Restate word for word every line from the top of the data below down through the line that holds "engine.infer_applicability(id).unwrap();".

** Opening DATA FOR THE TASK block **

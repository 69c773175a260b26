use super::*;
use crate::expr::ExprArena;
use crate::fixtures::{World, constant_lambda, identity_lambda};
use gti_common::InferenceOptions;

fn resolve_call(
    w: &World,
    exprs: &ExprArena,
    site: ExprId,
) -> Result<crate::infer::ResolvedInvocation, InferenceError> {
    let mut engine = InferenceEngine::new(&w.db, exprs, InferenceOptions::default());
    engine.resolve_invocation(site, None)
}

fn strings(w: &World, exprs: &mut ExprArena) -> ExprId {
    exprs.typed(w.ty(w.array_list, &[TypeId::STRING]))
}

#[test]
fn test_implicit_lambda_parameter_comes_from_earlier_argument() {
    let w = World::new();
    let mut exprs = ExprArena::new();
    let list = strings(&w, &mut exprs);
    let lambda = identity_lambda(&mut exprs);
    let site = exprs.invocation(vec![w.map], vec![list, lambda], Vec::new());

    let mut engine = InferenceEngine::new(&w.db, &exprs, InferenceOptions::default());
    let id = engine.new_session(site, w.map, &[], None).unwrap();
    engine.infer_applicability(id).unwrap();
    // The lambda waits for invocation type inference.
    assert_eq!(engine.session(id).unwrap().deferred.len(), 2);
    let result = engine.infer_invocation_type(id, None).unwrap();
    assert_eq!(result.type_arguments, vec![TypeId::STRING, TypeId::STRING]);
    assert_eq!(result.return_type, w.list_of_ty(TypeId::STRING));
    assert!(engine.session(id).unwrap().deferred.is_empty());
}

#[test]
fn test_lambda_result_flows_into_return() {
    let w = World::new();
    let mut exprs = ExprArena::new();
    let lambda = constant_lambda(&mut exprs, TypeId::STRING, Vec::new());
    let site = exprs.invocation(vec![w.supply], vec![lambda], Vec::new());
    let result = resolve_call(&w, &exprs, site).unwrap();
    assert_eq!(result.return_type, TypeId::STRING);
}

#[test]
fn test_primitive_lambda_result_is_boxed() {
    let w = World::new();
    let mut exprs = ExprArena::new();
    let lambda = constant_lambda(&mut exprs, TypeId::INT, Vec::new());
    let site = exprs.invocation(vec![w.supply], vec![lambda], Vec::new());
    let result = resolve_call(&w, &exprs, site).unwrap();
    assert_eq!(result.return_type, TypeId::INTEGER);
}

#[test]
fn test_thrown_type_inference() {
    let w = World::new();
    let io = w.ty(w.io_exception, &[]);

    let mut exprs = ExprArena::new();
    let quiet = constant_lambda(&mut exprs, TypeId::STRING, Vec::new());
    let site = exprs.invocation(vec![w.attempt], vec![quiet], Vec::new());
    let result = resolve_call(&w, &exprs, site).unwrap();
    assert_eq!(result.type_arguments, vec![TypeId::STRING, TypeId::RUNTIME_EXCEPTION]);
    assert_eq!(result.thrown, vec![TypeId::RUNTIME_EXCEPTION]);

    let mut exprs = ExprArena::new();
    let noisy = constant_lambda(&mut exprs, TypeId::STRING, vec![io]);
    let site = exprs.invocation(vec![w.attempt], vec![noisy], Vec::new());
    let result = resolve_call(&w, &exprs, site).unwrap();
    assert_eq!(result.type_arguments, vec![TypeId::STRING, io]);
    assert_eq!(result.thrown, vec![io]);
}

#[test]
fn test_checked_exception_against_non_throwing_function_type() {
    let w = World::new();
    let io = w.ty(w.io_exception, &[]);
    let mut exprs = ExprArena::new();
    let noisy = constant_lambda(&mut exprs, TypeId::STRING, vec![io]);
    let site = exprs.invocation(vec![w.supply], vec![noisy], Vec::new());
    assert!(matches!(
        resolve_call(&w, &exprs, site),
        Err(InferenceError::NoSolution { left, .. }) if left == io
    ));
}

#[test]
fn test_lambda_shape_errors() {
    let w = World::new();

    // Wrong arity.
    let mut exprs = ExprArena::new();
    let list = strings(&w, &mut exprs);
    let lambda = constant_lambda(&mut exprs, TypeId::STRING, Vec::new());
    let site = exprs.invocation(vec![w.map], vec![list, lambda], Vec::new());
    assert_eq!(
        resolve_call(&w, &exprs, site),
        Err(InferenceError::ArityMismatch {
            expected: 1,
            actual: 0,
        })
    );

    // Not a functional interface.
    let take = w.method("take", &[], |_| (vec![TypeId::STRING], TypeId::VOID));
    let mut exprs = ExprArena::new();
    let lambda = identity_lambda(&mut exprs);
    let site = exprs.invocation(vec![take], vec![lambda], Vec::new());
    assert_eq!(
        resolve_call(&w, &exprs, site),
        Err(InferenceError::NotFunctionalInterface { ty: TypeId::STRING })
    );
}

#[test]
fn test_void_and_value_bodies() {
    let w = World::new();
    let run = w.method("run", &[], |_| (vec![w.ty(w.runnable, &[])], TypeId::VOID));
    let get = w.method("get", &[], |_| {
        (vec![w.ty(w.supplier, &[TypeId::STRING])], TypeId::VOID)
    });

    // `() -> { return "s"; }` cannot be a Runnable.
    let mut exprs = ExprArena::new();
    let result = exprs.typed(TypeId::STRING);
    let lambda = exprs.lambda(Lambda {
        params: LambdaParams::Explicit(Vec::new()),
        body: LambdaBody::Block {
            results: vec![result],
            can_complete_normally: false,
        },
        thrown: Vec::new(),
    });
    let site = exprs.invocation(vec![run], vec![lambda], Vec::new());
    assert_eq!(
        resolve_call(&w, &exprs, site),
        Err(InferenceError::NoSolution {
            left: TypeId::OBJECT,
            relation: ConstraintRelation::Compatible,
            right: TypeId::VOID,
        })
    );

    // `() -> { }` cannot be a Supplier.
    let mut exprs = ExprArena::new();
    let lambda = exprs.lambda(Lambda {
        params: LambdaParams::Explicit(Vec::new()),
        body: LambdaBody::Block {
            results: Vec::new(),
            can_complete_normally: true,
        },
        thrown: Vec::new(),
    });
    let site = exprs.invocation(vec![get], vec![lambda], Vec::new());
    assert_eq!(
        resolve_call(&w, &exprs, site),
        Err(InferenceError::NoSolution {
            left: TypeId::VOID,
            relation: ConstraintRelation::Compatible,
            right: TypeId::STRING,
        })
    );

    // An expression statement body fits a void function type.
    let mut exprs = ExprArena::new();
    let lambda = constant_lambda(&mut exprs, TypeId::STRING, Vec::new());
    let site = exprs.invocation(vec![run], vec![lambda], Vec::new());
    assert!(resolve_call(&w, &exprs, site).is_ok());
}

#[test]
fn test_explicit_lambda_parameters_must_match() {
    let w = World::new();
    let apply = w.method("apply", &[], |_| {
        (vec![w.ty(w.function, &[TypeId::STRING, TypeId::INTEGER])], TypeId::VOID)
    });
    let mut exprs = ExprArena::new();
    let body = exprs.typed(TypeId::INTEGER);
    let lambda = exprs.lambda(Lambda {
        params: LambdaParams::Explicit(vec![TypeId::INTEGER]),
        body: LambdaBody::Expression(body),
        thrown: Vec::new(),
    });
    let site = exprs.invocation(vec![apply], vec![lambda], Vec::new());
    assert!(resolve_call(&w, &exprs, site).is_err());
}

#[test]
fn test_exact_method_reference() {
    let w = World::new();
    let len = w.method("len", &[], |_| (vec![TypeId::STRING], TypeId::INT));
    let mut exprs = ExprArena::new();
    let list = strings(&w, &mut exprs);
    let mref = exprs.method_ref(vec![len], None);
    let site = exprs.invocation(vec![w.map], vec![list, mref], Vec::new());
    let result = resolve_call(&w, &exprs, site).unwrap();
    assert_eq!(result.return_type, w.list_of_ty(TypeId::INTEGER));
}

#[test]
fn test_unbound_receiver_method_reference() {
    let w = World::new();
    let length = w.method("length", &[], |_| (Vec::new(), TypeId::INT));
    let mut exprs = ExprArena::new();
    let list = strings(&w, &mut exprs);
    let mref = exprs.method_ref(vec![length], Some(TypeId::STRING));
    let site = exprs.invocation(vec![w.map], vec![list, mref], Vec::new());
    let result = resolve_call(&w, &exprs, site).unwrap();
    assert_eq!(result.return_type, w.list_of_ty(TypeId::INTEGER));
}

#[test]
fn test_inexact_method_reference_picks_matching_overload() {
    let w = World::new();
    let from_int = w.method("parse", &[], |_| (vec![TypeId::INTEGER], TypeId::INTEGER));
    let from_string = w.method("parse", &[], |_| (vec![TypeId::STRING], TypeId::DOUBLE_BOX));
    let mut exprs = ExprArena::new();
    let list = strings(&w, &mut exprs);
    let mref = exprs.method_ref(vec![from_int, from_string], None);
    let site = exprs.invocation(vec![w.map], vec![list, mref], Vec::new());
    let result = resolve_call(&w, &exprs, site).unwrap();
    assert_eq!(result.return_type, w.list_of_ty(TypeId::DOUBLE_BOX));
}

#[test]
fn test_generic_method_reference() {
    let w = World::new();
    let mut exprs = ExprArena::new();
    let list = strings(&w, &mut exprs);
    let mref = exprs.method_ref(vec![w.id], None);
    let site = exprs.invocation(vec![w.map], vec![list, mref], Vec::new());
    let result = resolve_call(&w, &exprs, site).unwrap();
    assert_eq!(result.return_type, w.list_of_ty(TypeId::STRING));
}

#[test]
fn test_conditional_and_switch_branches() {
    let w = World::new();
    let mut exprs = ExprArena::new();
    let a = exprs.typed(w.ty(w.a, &[]));
    let b = exprs.typed(w.ty(w.b, &[]));
    let cond = exprs.conditional(a, b);
    let site = exprs.invocation(vec![w.id], vec![cond], Vec::new());
    let result = resolve_call(&w, &exprs, site).unwrap();
    assert_eq!(result.return_type, w.ty(w.c, &[]));

    let mut exprs = ExprArena::new();
    let arms = vec![exprs.typed(TypeId::INTEGER), exprs.typed(TypeId::DOUBLE_BOX)];
    let switch = exprs.switch(arms);
    let paren = exprs.paren(switch);
    let site = exprs.invocation(vec![w.id], vec![paren], Vec::new());
    let result = resolve_call(&w, &exprs, site).unwrap();
    assert_eq!(result.return_type, TypeId::NUMBER);
}

#[test]
fn test_null_argument() {
    let w = World::new();
    let mut exprs = ExprArena::new();
    let null = exprs.null();
    let site = exprs.invocation(vec![w.id], vec![null], Vec::new());
    assert!(resolve_call(&w, &exprs, site).is_ok());

    let takes_int = w.method("f", &[], |_| (vec![TypeId::INT], TypeId::VOID));
    let mut exprs = ExprArena::new();
    let null = exprs.null();
    let site = exprs.invocation(vec![takes_int], vec![null], Vec::new());
    assert_eq!(
        resolve_call(&w, &exprs, site),
        Err(InferenceError::NoSolution {
            left: TypeId::NULL,
            relation: ConstraintRelation::Compatible,
            right: TypeId::INT,
        })
    );
}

** Closing DATA FOR THE TASK block **

### RESULT:
repository 69c773175a260b26
use super::*;
use crate::expr::ExprArena;
use crate::fixtures::{World, constant_lambda, identity_lambda};
use gti_common::InferenceOptions;

fn resolve_call(
    w: &World,
    exprs: &ExprArena,
    site: ExprId,
) -> Result<crate::infer::ResolvedInvocation, InferenceError> {
    let mut engine = InferenceEngine::new(&w.db, exprs, InferenceOptions::default());
    engine.resolve_invocation(site, None)
}

fn strings(w: &World, exprs: &mut ExprArena) -> ExprId {
    exprs.typed(w.ty(w.array_list, &[TypeId::STRING]))
}

#[test]
fn test_implicit_lambda_parameter_comes_from_earlier_argument() {
    let w = World::new();
    let mut exprs = ExprArena::new();
    let list = strings(&w, &mut exprs);
    let lambda = identity_lambda(&mut exprs);
    let site = exprs.invocation(vec![w.map], vec![list, lambda], Vec::new());

    let mut engine = InferenceEngine::new(&w.db, &exprs, InferenceOptions::default());
    let id = engine.new_session(site, w.map, &[], None).unwrap();
    engine.infer_applicability(id).unwrap();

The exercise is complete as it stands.